[Task prompt] The lines from the top of the data down to the line with "pub enum TableError" should be repeated exactly, both ends included.

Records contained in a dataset
^^^^^^^^

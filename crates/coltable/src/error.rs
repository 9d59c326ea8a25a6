//! Error types for table operations

use thiserror::Error;

use crate::types::DataType;

/// Result type for table operations
pub type Result<T> = std::result::Result<T, TableError>;

/// Errors that can occur during table operations
#[derive(Error, Debug)]
pub enum TableError {
    /// Named column, keyword or table does not exist
    #[error("{kind} not found: {name}")]
    NotFound { kind: &'static str, name: String },

    /// Named column, keyword or table already exists
    #[error("{kind} already exists: {name}")]
    AlreadyExists { kind: &'static str, name: String },

    /// Type tag is not a known data type
    #[error("Unknown data type tag: {tag}")]
    UnknownTypeTag { tag: i32 },

    /// Data type is known but cannot be stored in a column
    #[error("Unsupported column type: {0}")]
    UnsupportedType(DataType),

    /// Column holds a different element type than requested
    #[error("Type mismatch for column {column}: stored {stored}, requested {requested}")]
    TypeMismatch {
        column: String,
        stored: DataType,
        requested: DataType,
    },

    /// Supplied shape does not match the data or the column
    #[error("Shape mismatch: {message}")]
    ShapeMismatch { message: String },

    /// Row number outside of the table
    #[error("Row {row} out of range (table has {nrows} rows)")]
    RowOutOfRange { row: usize, nrows: usize },

    /// Mutation attempted on a read-only table
    #[error("Table {0} is not writable")]
    NotWritable(String),

    /// Invalid argument
    #[error("Invalid argument: {0}")]
    InvalidArgument(String),

    /// Engine configuration was already set to something else
    #[error("Engine already initialized with a different configuration")]
    AlreadyInitialized,

    /// Malformed on-disk table
    #[error("Corrupt table {path}: {message}")]
    Format { path: String, message: String },

    /// Underlying filesystem error
    #[error("I/O error: {0}")]
    Io(#[from] std::io::Error),

    /// Table description could not be (de)serialized
    #[error("Table description error: {0}")]
    Description(#[from] serde_json::Error),
}

impl TableError {
    pub(crate) fn column_not_found(name: &str) -> Self {
        Self::NotFound {
            kind: "column",
            name: name.to_string(),
        }
    }

    pub(crate) fn keyword_not_found(name: &str) -> Self {
        Self::NotFound {
            kind: "keyword",
            name: name.to_string(),
        }
    }

    pub(crate) fn shape(message: impl Into<String>) -> Self {
        Self::ShapeMismatch {
            message: message.into(),
        }
    }
}
/// Get the number of columns.
#[unsafe(no_mangle)]
pub extern "C" fn ctb_table_ncolumns(ptr: *const ctb_table, out: *mut libc::size_t) -> StatusCode {
    if out.is_null() {
        return CTB_NULL_POINTER;
    }
    with_table(ptr, |table| {
        unsafe { *out = table.ncolumns() };
        Ok(CTB_SUCCESS)
    })
}

/// Get the number of table keywords.
#[unsafe(no_mangle)]
pub extern "C" fn ctb_table_nkeywords(ptr: *const ctb_table, out: *mut libc::size_t) -> StatusCode {
    if out.is_null() {
        return CTB_NULL_POINTER;
    }
    with_table(ptr, |table| {
        unsafe { *out = table.keywords().len() };
        Ok(CTB_SUCCESS)
    })
}

/// Get the table path.
///
/// # Arguments
/// * `ptr` - Table handle
/// * `buf` - Output buffer (UTF-8, null-terminated), or null to query the length
/// * `buf_len` - Size of the buffer in bytes
/// * `out_len` - Output: required buffer length including null terminator
///
/// # Returns
/// * `CTB_SUCCESS` - Name written (or length query succeeded)
/// * `CTB_BUFFER_TOO_SMALL` - Buffer too small; the name was truncated
#[unsafe(no_mangle)]
pub extern "C" fn ctb_table_name(
    ptr: *const ctb_table,
    buf: *mut u8,
    buf_len: libc::size_t,
    out_len: *mut libc::size_t,
) -> StatusCode {
    if out_len.is_null() {
        return CTB_NULL_POINTER;
    }
    with_table(ptr, |table| {
        let name = table.path().to_string_lossy();
        Ok(write_text(&name, buf, buf_len, out_len))
    })
}

// ============================================================================
// Rows
// ============================================================================

/// Append `count` default-initialized rows.
///
/// # Returns
/// * `CTB_SUCCESS` - Rows added
/// * `CTB_NOT_WRITABLE` - The table is read only
#[unsafe(no_mangle)]
pub extern "C" fn ctb_table_add_rows(ptr: *mut ctb_table, count: libc::size_t) -> StatusCode {
    with_table(ptr, |table| {
        table.add_rows(count)?;
        Ok(CTB_SUCCESS)
    })
}

/// Remove rows by index.
///
/// Duplicate indices are removed once. If any index is negative or not
/// below the row count, no row is removed.
///
/// # Arguments
/// * `ptr` - Table handle
/// * `rows` - Row indices (may be null when `n` is 0)
/// * `n` - Number of indices
///
/// # Returns
/// * `CTB_SUCCESS` - Rows removed
/// * `CTB_INVALID_ARGUMENT` - An index is out of range
/// * `CTB_NOT_WRITABLE` - The table is read only
#[unsafe(no_mangle)]
pub extern "C" fn ctb_table_remove_rows(
    ptr: *mut ctb_table,
    rows: *const libc::c_int,
    n: libc::size_t,
) -> StatusCode {
    let rows = match slice_from_raw(rows, n) {
        Ok(s) => s,
        Err(code) => return code,
    };
    let rows: Vec<usize> = match rows.iter().map(|&r| usize::try_from(r)).collect() {
        Ok(rows) => rows,
        Err(_) => return err_status("row index must not be negative", CTB_INVALID_ARGUMENT),
    };

    with_table(ptr, |table| {
        table.remove_rows(&rows)?;
        Ok(CTB_SUCCESS)
    })
}

#[cfg(test)]
mod tests {
    use super::*;
    use crate::{CTB_ALREADY_EXISTS, CTB_BUFFER_TOO_SMALL, CTB_NOT_FOUND, CTB_NOT_WRITABLE};
    use std::ffi::{CStr, CString};

    fn new_memory_table(nrow: usize) -> *mut ctb_table {
        let name = CString::new("memory.tab").unwrap();
        let memtype = CString::new("memory").unwrap();
        let mut out = std::ptr::null_mut();
        let status = ctb_table_new(name.as_ptr(), std::ptr::null(), memtype.as_ptr(), nrow, &mut out);
        assert_eq!(status, CTB_SUCCESS);
        assert!(!out.is_null());
        out
    }

    fn nrows(ptr: *const ctb_table) -> usize {
        let mut n = usize::MAX;
        assert_eq!(ctb_table_nrows(ptr, &mut n), CTB_SUCCESS);
        n
    }

    #[test]
    fn test_new_and_close() {
        let ptr = new_memory_table(3);
        assert_eq!(ctb_table_is_assigned(ptr), 1);
        assert_eq!(ctb_table_is_readable(ptr), 1);
        assert_eq!(ctb_table_is_writable(ptr), 1);
        assert_eq!(nrows(ptr), 3);

        let mut ncol = usize::MAX;
        assert_eq!(ctb_table_ncolumns(ptr, &mut ncol), CTB_SUCCESS);
        assert_eq!(ncol, 0);
        let mut nkw = usize::MAX;
        assert_eq!(ctb_table_nkeywords(ptr, &mut nkw), CTB_SUCCESS);
        assert_eq!(nkw, 0);

        assert_eq!(ctb_table_close(ptr), CTB_SUCCESS);
    }

    #[test]
    fn test_null_handles() {
        let mut n = 0usize;
        assert_eq!(ctb_table_close(std::ptr::null_mut()), CTB_SUCCESS);
        assert_eq!(ctb_table_is_readable(std::ptr::null()), -1);
        assert_eq!(ctb_table_is_writable(std::ptr::null()), -1);
        assert_eq!(ctb_table_can_remove_row(std::ptr::null()), -1);
        assert_eq!(ctb_table_is_assigned(std::ptr::null()), 0);
        assert_eq!(ctb_table_nrows(std::ptr::null(), &mut n), CTB_NULL_POINTER);
        assert_eq!(ctb_table_add_rows(std::ptr::null_mut(), 1), CTB_NULL_POINTER);
        assert_eq!(ctb_table_flush(std::ptr::null_mut(), 0), CTB_NULL_POINTER);
        ctb_table_release(std::ptr::null_mut());
    }

    #[test]
    fn test_add_rows_accumulates() {
        let ptr = new_memory_table(0);
        for (add, expected) in [(0, 0), (5, 5), (2, 7)] {
            assert_eq!(ctb_table_add_rows(ptr, add), CTB_SUCCESS);
            assert_eq!(nrows(ptr), expected);
        }
        ctb_table_release(ptr);
    }

    #[test]
    fn test_remove_rows() {
        let ptr = new_memory_table(6);
        assert_eq!(ctb_table_can_remove_row(ptr), 1);

        let rows = [4, 1, 4];
        assert_eq!(ctb_table_remove_rows(ptr, rows.as_ptr(), rows.len()), CTB_SUCCESS);
        assert_eq!(nrows(ptr), 4);

        let bad = [0, 9];
        assert_eq!(
            ctb_table_remove_rows(ptr, bad.as_ptr(), bad.len()),
            CTB_INVALID_ARGUMENT
        );
        let negative = [-1];
        assert_eq!(
            ctb_table_remove_rows(ptr, negative.as_ptr(), 1),
            CTB_INVALID_ARGUMENT
        );
        assert_eq!(nrows(ptr), 4);

        assert_eq!(ctb_table_remove_rows(ptr, std::ptr::null(), 0), CTB_SUCCESS);
        assert_eq!(nrows(ptr), 4);
        ctb_table_release(ptr);
    }

    #[test]
    fn test_new_rejects_bad_options() {
        let name = CString::new("bad.tab").unwrap();
        let endian = CString::new("middle").unwrap();
        let memtype = CString::new("tape").unwrap();
        let mut out = std::ptr::null_mut();
        assert_eq!(
            ctb_table_new(name.as_ptr(), endian.as_ptr(), std::ptr::null(), 0, &mut out),
            CTB_INVALID_ARGUMENT
        );
        assert_eq!(
            ctb_table_new(name.as_ptr(), std::ptr::null(), memtype.as_ptr(), 0, &mut out),
            CTB_INVALID_ARGUMENT
        );
        assert!(out.is_null());
        assert_eq!(
            ctb_table_new(std::ptr::null(), std::ptr::null(), std::ptr::null(), 0, &mut out),
            CTB_NULL_POINTER
        );
    }

    #[test]
    fn test_empty_memtype_uses_default_storage() {
        let dir = tempfile::tempdir().unwrap();
        let default = coltable::engine::config().default_storage;
        let empty = CString::new("").unwrap();
        for (file, memtype) in [("empty.tab", empty.as_ptr()), ("null.tab", std::ptr::null())] {
            let name = CString::new(dir.path().join(file).to_str().unwrap()).unwrap();
            let mut out = std::ptr::null_mut();
            assert_eq!(
                ctb_table_new(name.as_ptr(), std::ptr::null(), memtype, 0, &mut out),
                CTB_SUCCESS
            );
            let mut storage = None;
            with_table(out, |table| {
                storage = Some(table.storage());
                Ok(CTB_SUCCESS)
            });
            assert_eq!(storage, Some(default));
            assert_eq!(ctb_table_close(out), CTB_SUCCESS);
        }
    }

    #[test]
    fn test_open_errors() {
        let dir = tempfile::tempdir().unwrap();
        let name = CString::new(dir.path().join("absent.tab").to_str().unwrap()).unwrap();
        let mut out = std::ptr::null_mut();
        assert_eq!(ctb_table_open(name.as_ptr(), 1, &mut out), CTB_NOT_FOUND);
        assert_eq!(ctb_table_open(name.as_ptr(), 2, &mut out), CTB_INVALID_ARGUMENT);
        assert!(out.is_null());

        let file = dir.path().join("file.txt");
        std::fs::write(&file, b"x").unwrap();
        let file = CString::new(file.to_str().unwrap()).unwrap();
        let plain = CString::new("plain").unwrap();
        assert_eq!(
            ctb_table_new(file.as_ptr(), std::ptr::null(), plain.as_ptr(), 0, &mut out),
            CTB_ALREADY_EXISTS
        );
    }

    #[test]
    fn test_read_only_handle() {
        let dir = tempfile::tempdir().unwrap();
        let name = CString::new(dir.path().join("ro.tab").to_str().unwrap()).unwrap();
        let plain = CString::new("plain").unwrap();
        let mut out = std::ptr::null_mut();
        assert_eq!(
            ctb_table_new(name.as_ptr(), std::ptr::null(), plain.as_ptr(), 2, &mut out),
            CTB_SUCCESS
        );
        assert_eq!(ctb_table_close(out), CTB_SUCCESS);

        assert_eq!(ctb_table_open(name.as_ptr(), 1, &mut out), CTB_SUCCESS);
        assert_eq!(ctb_table_is_writable(out), 0);
        assert_eq!(ctb_table_can_remove_row(out), 0);
        assert_eq!(ctb_table_add_rows(out, 1), CTB_NOT_WRITABLE);
        assert_eq!(nrows(out), 2);
        assert_eq!(ctb_table_close(out), CTB_SUCCESS);
    }

    #[test]
    fn test_table_name() {
        let ptr = new_memory_table(0);
        let mut len = 0usize;
        assert_eq!(ctb_table_name(ptr, std::ptr::null_mut(), 0, &mut len), CTB_SUCCESS);
        assert_eq!(len, "memory.tab".len() + 1);

        let mut buf = vec![0u8; len];
        assert_eq!(ctb_table_name(ptr, buf.as_mut_ptr(), len, &mut len), CTB_SUCCESS);
        let name = CStr::from_bytes_until_nul(&buf).unwrap().to_str().unwrap();
        assert_eq!(name, "memory.tab");

        let mut small = [0u8; 4];
        assert_eq!(
            ctb_table_name(ptr, small.as_mut_ptr(), small.len(), &mut len),
            CTB_BUFFER_TOO_SMALL
        );
        assert_eq!(&small, b"mem\0");
        ctb_table_release(ptr);
    }
}
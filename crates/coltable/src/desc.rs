//! Column descriptors.

use serde::{Deserialize, Serialize};

use crate::error::{Result, TableError};
use crate::types::DataType;

/// Whether a column holds one value or one array per row.
#[derive(Debug, Clone, PartialEq, Eq, Serialize, Deserialize)]
#[serde(rename_all = "lowercase")]
pub enum ColumnKind {
    Scalar,
    /// `shape` is the fixed cell shape, or `None` for variable-shape cells
    Array { shape: Option<Vec<usize>> },
}

/// Description of a column to add to a table.
#[derive(Debug, Clone, PartialEq, Eq, Serialize, Deserialize)]
pub struct ColumnDesc {
    pub name: String,
    pub data_type: DataType,
    pub kind: ColumnKind,
}

impl ColumnDesc {
    /// Describe a scalar column.
    pub fn scalar(name: impl Into<String>, data_type: DataType) -> Self {
        Self {
            name: name.into(),
            data_type,
            kind: ColumnKind::Scalar,
        }
    }

    /// Describe an array column. An empty `shape` gives variable-shape cells.
    pub fn array(name: impl Into<String>, data_type: DataType, shape: &[usize]) -> Self {
        let shape = if shape.is_empty() {
            None
        } else {
            Some(shape.to_vec())
        };
        Self {
            name: name.into(),
            data_type,
            kind: ColumnKind::Array { shape },
        }
    }

    pub fn is_scalar(&self) -> bool {
        matches!(self.kind, ColumnKind::Scalar)
    }

    /// Fixed cell shape of an array column.
    pub fn fixed_shape(&self) -> Option<&[usize]> {
        match &self.kind {
            ColumnKind::Array { shape: Some(shape) } => Some(shape),
            _ => None,
        }
    }

    /// Check that the descriptor can be turned into a column.
    pub(crate) fn validate(&self) -> Result<()> {
        if self.name.is_empty() {
            return Err(TableError::InvalidArgument(
                "column name must not be empty".to_string(),
            ));
        }
        if !self.data_type.is_column_type() {
            return Err(TableError::UnsupportedType(self.data_type));
        }
        if let Some(shape) = self.fixed_shape() {
            if shape.contains(&0) {
                return Err(TableError::shape(format!(
                    "column {} has a zero-length axis in {shape:?}",
                    self.name
                )));
            }
        }
        Ok(())
    }
}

^^^^^^^^

[Reply to the exercise]
filename crates/coltable/src/error.rs
repository 9d59c326ea8a25a6
//! Error types for table operations

use thiserror::Error;

use crate::types::DataType;

/// Result type for table operations
pub type Result<T> = std::result::Result<T, TableError>;

/// Errors that can occur during table operations
#[derive(Error, Debug)]
pub enum TableError {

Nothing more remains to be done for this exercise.